= EXERCISE INSTRUCTIONS =
Which of the lines in the data below contain the string "definitions"? Copy each of them.

───── EXERCISE DATA

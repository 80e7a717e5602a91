//! Record schema definitions
//!
//! Supported field types:
//! - string: UTF-8 string, never coerced
//! - int: 64-bit signed integer, coerced from integral floats and numeric strings
//! - email: string with a minimal email shape

use serde::{Deserialize, Serialize};
use std::collections::HashSet;

/// Supported field types
#[derive(Debug, Clone, Copy, PartialEq, Eq, Hash, Serialize, Deserialize)]
#[serde(rename_all = "lowercase")]
pub enum FieldType {
    /// UTF-8 string
    String,
    /// 64-bit signed integer
    Int,
    /// Email-shaped string
    Email,
}

impl FieldType {
    /// Returns the type name for error messages
    pub fn type_name(&self) -> &'static str {
        match self {
            FieldType::String => "string",
            FieldType::Int => "int",
            FieldType::Email => "email",
        }
    }
}

/// A single declared field
#[derive(Debug, Clone, PartialEq, Eq, Serialize, Deserialize)]
pub struct FieldDef {
    /// Field name
    pub name: String,
    /// Field data type
    #[serde(rename = "type")]
    pub field_type: FieldType,
    /// Accepts null, and defaults to null when omitted
    #[serde(default)]
    pub optional: bool,
}

impl FieldDef {
    /// Create a required field
    pub fn required(name: impl Into<String>, field_type: FieldType) -> Self {
        Self {
            name: name.into(),
            field_type,
            optional: false,
        }
    }

    /// Create an optional field defaulting to null
    pub fn optional(name: impl Into<String>, field_type: FieldType) -> Self {
        Self {
            name: name.into(),
            field_type,
            optional: true,
        }
    }

    /// Create a required string field
    pub fn required_string(name: impl Into<String>) -> Self {
        Self::required(name, FieldType::String)
    }

    /// Create an optional string field
    pub fn optional_string(name: impl Into<String>) -> Self {
        Self::optional(name, FieldType::String)
    }

    /// Create a required int field
    pub fn required_int(name: impl Into<String>) -> Self {
        Self::required(name, FieldType::Int)
    }

    /// Create a required email field
    pub fn required_email(name: impl Into<String>) -> Self {
        Self::required(name, FieldType::Email)
    }
}

/// Complete record schema: a named, ordered list of fields
#[derive(Debug, Clone, PartialEq, Eq, Serialize, Deserialize)]
pub struct RecordSchema {
    /// Record type name, used in error reports and display
    pub name: String,
    /// Whether assignments after construction are validated
    #[serde(default)]
    pub validate_assignment: bool,
    /// Field definitions in declaration order
    pub fields: Vec<FieldDef>,
}

impl RecordSchema {
    /// Create a schema that validates only at construction
    pub fn new(name: impl Into<String>, fields: Vec<FieldDef>) -> Self {
        Self {
            name: name.into(),
            validate_assignment: false,
            fields,
        }
    }

    /// Enable or disable validation on assignment
    pub fn with_validate_assignment(mut self, enabled: bool) -> Self {
        self.validate_assignment = enabled;
        self
    }

    /// Looks up a field definition by name
    pub fn field(&self, name: &str) -> Option<&FieldDef> {
        self.fields.iter().find(|f| f.name == name)
    }

    /// Returns true if the field is declared
    pub fn has_field(&self, name: &str) -> bool {
        self.field(name).is_some()
    }

    /// Field names in declaration order
    pub fn field_names(&self) -> impl Iterator<Item = &str> {
        self.fields.iter().map(|f| f.name.as_str())
    }

    /// Validates the schema structure itself (not a record)
    pub fn validate_structure(&self) -> Result<(), String> {
        if self.name.trim().is_empty() {
            return Err("Schema name must not be empty".into());
        }

        if self.fields.is_empty() {
            return Err(format!("Schema '{}' declares no fields", self.name));
        }

        let mut seen = HashSet::new();
        for field in &self.fields {
            if field.name.trim().is_empty() {
                return Err(format!("Schema '{}' has a field with an empty name", self.name));
            }
            if !seen.insert(field.name.as_str()) {
                return Err(format!(
                    "Schema '{}' declares field '{}' more than once",
                    self.name, field.name
                ));
            }
        }

        Ok(())
    }

    /// The strict user model: validated on construction and assignment
    pub fn user() -> Self {
        Self::new(
            "User",
            vec![
                FieldDef::required_string("name"),
                FieldDef::required_int("age"),
                FieldDef::required_email("email"),
            ],
        )
        .with_validate_assignment(true)
    }

    /// The plain user data record: validated on construction only
    pub fn user_data() -> Self {
        Self::new(
            "UserData",
            vec![
                FieldDef::required_string("name"),
                FieldDef::required_int("age"),
                FieldDef::optional_string("email"),
            ],
        )
    }
}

──────────

= WRITTEN RESPONSE =
//! Record schema definitions
    /// Field definitions in declaration order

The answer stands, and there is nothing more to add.